Public want local improvement in job prospects and activities for teenagers

Just over a third of British adults (35%) identify activities for teenagers as the top priority for improvement in their local area, according to the Ipsos MORI Local Improvement Index.

Just over a third of British adults (35%) identify activities for teenagers as the top priority for improvement in their local area, according to the Ipsos MORI Local Improvement Index. The finding comes from a poll on local issues undertaken by Ipsos MORI last month and published in the Municipal Journal today. Activities for teenagers feature just above job prospects (34%) as a priority for improvement, followed by the condition of roads and pavements (32%). These issues make up the top three among 21 possibilities presented to respondents. Notably, they feature above the level of crime and anti-social behaviour (20%) and health services (11%), which have historically featured among the top issues of concern to the public nationally. Only 8% consider schools a top priority for improvement in their local area. In the Ipsos MORI poll, those with children (39%) and 15-24 year olds are particularly likely to identify activities for teenagers as most in need of improvement (41%). Younger age groups are also most likely to pick out job prospects with 43% of 15-24s choosing it (making it top-ranked among this group) as do 37% of 25-34 year olds. Meanwhile, older age groups tend to prioritise road and pavement conditions, and are more likely than other age groups to identify health and social care. These three issues – activities for teenagers, job prospects and the condition of roads and pavements – make up the top three in the North of England, the Midlands, the South and Scotland. In London, however, the level of crime and anti-social behaviour (34%) sits alongside activities for teenagers (33%) and job prospects (35%). The top-ranked improvement in the North of England is road and pavement condition (39%), receiving proportionately higher mentions than in the South (29%) where the affordability of housing (28% versus 18% in the North) is more salient.

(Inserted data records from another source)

//! Read a stored snapshot or the state replayed from a game's log

use anyhow::{Context, Result};
use clap::Parser;
use console::style;

use game_core::{GameState, replay_from};
use runtime::{
    ActionRepository, FileActionRepository, FileSnapshotRepository, SnapshotRepository,
    hash_game_state,
};

use super::GameArgs;

/// Read and inspect game states
#[derive(Parser)]
pub struct ReadState {
    #[command(flatten)]
    game: GameArgs,

    /// Read the stored snapshot at this sequence instead of replaying the log
    #[arg(short, long, value_name = "SEQUENCE")]
    sequence: Option<u64>,

    /// Output format
    #[arg(short, long, value_enum, default_value = "summary")]
    format: OutputFormat,
}

#[derive(Clone, Copy, clap::ValueEnum)]
enum OutputFormat {
    /// Summary view (turn info, entities, board)
    Summary,
    /// Full JSON output
    Json,
    /// Pretty-printed debug format
    Debug,
}

impl ReadState {
    pub fn execute(self) -> Result<()> {
        let (data_dir, game) = self.game.resolve()?;
        let snapshots = FileSnapshotRepository::new(&data_dir)?;

        let (source, state) = match self.sequence {
            Some(sequence) => {
                let snapshot = snapshots.load(&game, sequence)?.with_context(|| {
                    let available = snapshots.list_sequences(&game).unwrap_or_default();
                    format!("No snapshot at sequence {sequence} (available: {available:?})")
                })?;
                (format!("snapshot {sequence}"), snapshot.state)
            }
            None => {
                let entries = FileActionRepository::new(&data_dir)?.load(&game, 0)?;
                let start = snapshots
                    .latest_at_or_before(&game, entries.len() as u64)?
                    .with_context(|| format!("Game {game} has no initial state"))?;
                let tail = entries.get(start.sequence as usize..).unwrap_or_default();
                let state = replay_from(&start, tail)
                    .with_context(|| format!("Failed to replay {game}"))?;
                (
                    format!("replayed from snapshot {}", start.sequence),
                    state,
                )
            }
        };

        println!("{} {}", style("Game:").bold().cyan(), game);
        println!("{} {}", style("Source:").bold().cyan(), source);
        println!(
            "{} {}",
            style("State Hash:").bold().cyan(),
            hash_game_state(&state).context("Failed to hash state")?
        );
        println!();

        match self.format {
            OutputFormat::Summary => print_summary(&state),
            OutputFormat::Json => print_json(&state)?,
            OutputFormat::Debug => print_debug(&state),
        }

        Ok(())
    }
}

fn print_summary(state: &GameState) {
    println!("{}", style("=== Game State Summary ===").bold().green());
    println!();

    println!("{}", style("Turn Information:").bold().yellow());
    println!("  Status: {}", state.status());
    println!("  Applied Actions: {}", state.applied);
    println!("  Turn: {}  Round: {}", state.turn.turn, state.turn.round);
    println!("  Consecutive Passes: {}", state.turn.consecutive_passes);
    let acting: Vec<String> = state.acting_names().iter().map(|n| n.to_string()).collect();
    println!("  Acting: {}", acting.join(", "));
    println!();

    println!("{}", style("Entities:").bold().yellow());
    for entity in state.entities.iter() {
        println!(
            "  {} (ID: {}) - tokens {} in hand, {} placed{}",
            entity.name,
            entity.id,
            entity.tokens_available,
            entity.tokens_placed,
            if entity.resigned { ", resigned" } else { "" }
        );
    }
    println!();

    println!("{}", style("Board:").bold().yellow());
    for location in state.board.locations() {
        let slots: Vec<String> = location
            .slots
            .iter()
            .map(|slot| match slot.and_then(|id| state.entities.get(id)) {
                Some(entity) => entity.name.to_string(),
                None => "-".to_string(),
            })
            .collect();
        println!(
            "  {} (revenue {}): [{}]",
            location.id,
            location.revenue,
            slots.join(", ")
        );
    }
    println!();

    if let Some(result) = &state.result {
        println!("{}", style("Result:").bold().yellow());
        for (name, score) in &result.scores {
            println!("  {}: {}", name, score);
        }
        let winners: Vec<String> = result.winners().iter().map(|n| n.to_string()).collect();
        println!("  Winners: {}", winners.join(", "));
        println!();
    }
}

fn print_json(state: &GameState) -> Result<()> {
    let json = serde_json::to_string_pretty(state).context("Failed to serialize state to JSON")?;
    println!("{}", json);
    Ok(())
}

fn print_debug(state: &GameState) {
    println!("{:#?}", state);
}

Other findings from the poll include:

  • More think their local area will get worse over the next twelve months than think it will get better (18% against 12%) but most, 69%, think it will stay the same.
  • Pessimism is most prevalent in respect of local economic conditions. Twenty-six per cent think these will get worse over the same period, only 9% better and 63% the same. This gives a local Economic Optimism Index (EOI) of -17.
  • Economic pessimism is stronger at national than local level. The local EOI of -17 compares with Ipsos MORI’s national EOI of -32 in June and again this month.
  • Londoners are relatively more optimistic about the prospects of their local area: 21% think the local area will get better, 13% think the economic condition will improve.
Ben Page, Chief Executive of Ipsos MORI, said:
“What is striking is how the activities for teenagers and the state of streets and pavements – two hardy perennials in the public’s list of local concerns about quality of life – have been joined by youth unemployment in the recession. As so often the “wisdom of crowds” is pretty clear – one year of youth unemployment can affect your life for the next twenty years.”

Technical note

1. * ‘Local area’ was defined: “…please consider your local area to be the area within 15-20 minutes walking distance from your home”. 2. Ipsos MORI interviewed 986 British adults aged 15+ across 155 sampling points face-to-face in-home between 15-21 June 2012. Data has been weighted to the known population profile. 3. Unweighted base sizes for regions are as follows: North of England (384), Midlands (245), South (228), London (129), Scotland (103). Analysis of opinion in Wales is not possible (32). 4. The full list of issues included in the Ipsos MORI Local Improvement Index and presented to respondents (with the % identifying each) is as follows:
  • activities for teenagers (35%),
  • job prospects (34%),
  • condition of roads and pavements (32%),
  • cleanliness of streets (24%),
  • affordability of housing (22%),
  • the level of crime and anti-social behaviour (20%),
  • local high street facilities (18%),
  • facilities for young children (16%),
  • wage levels and local cost of living (15%),
  • public transport (15%),
  • parks and open spaces (15%),
  • sports and leisure facilities (13%),
  • the level of traffic congestion (12%),
  • health services (11%),
  • social care – adults and older people (9%),
  • schools (8%),
  • social care – children and families (7%),
  • cultural facilities (e.g. libraries, museums) (6%),
  • the quality of the local environment (5%),
  • race/community relations (4%), and
  • adult education/training (4%).
  • [No improvements needed >0.5%, Other 1%]
5. The Place Survey, undertaken by every English and Welsh local authority in 2008-9, similarly found the public keen to see improvement in activities for teenagers. Crime and anti-social behaviour was also among the top-ranked issues with traffic congestion and road repairs. Methodologies and a different list of issues means that direct like-for-like comparisons are not possible.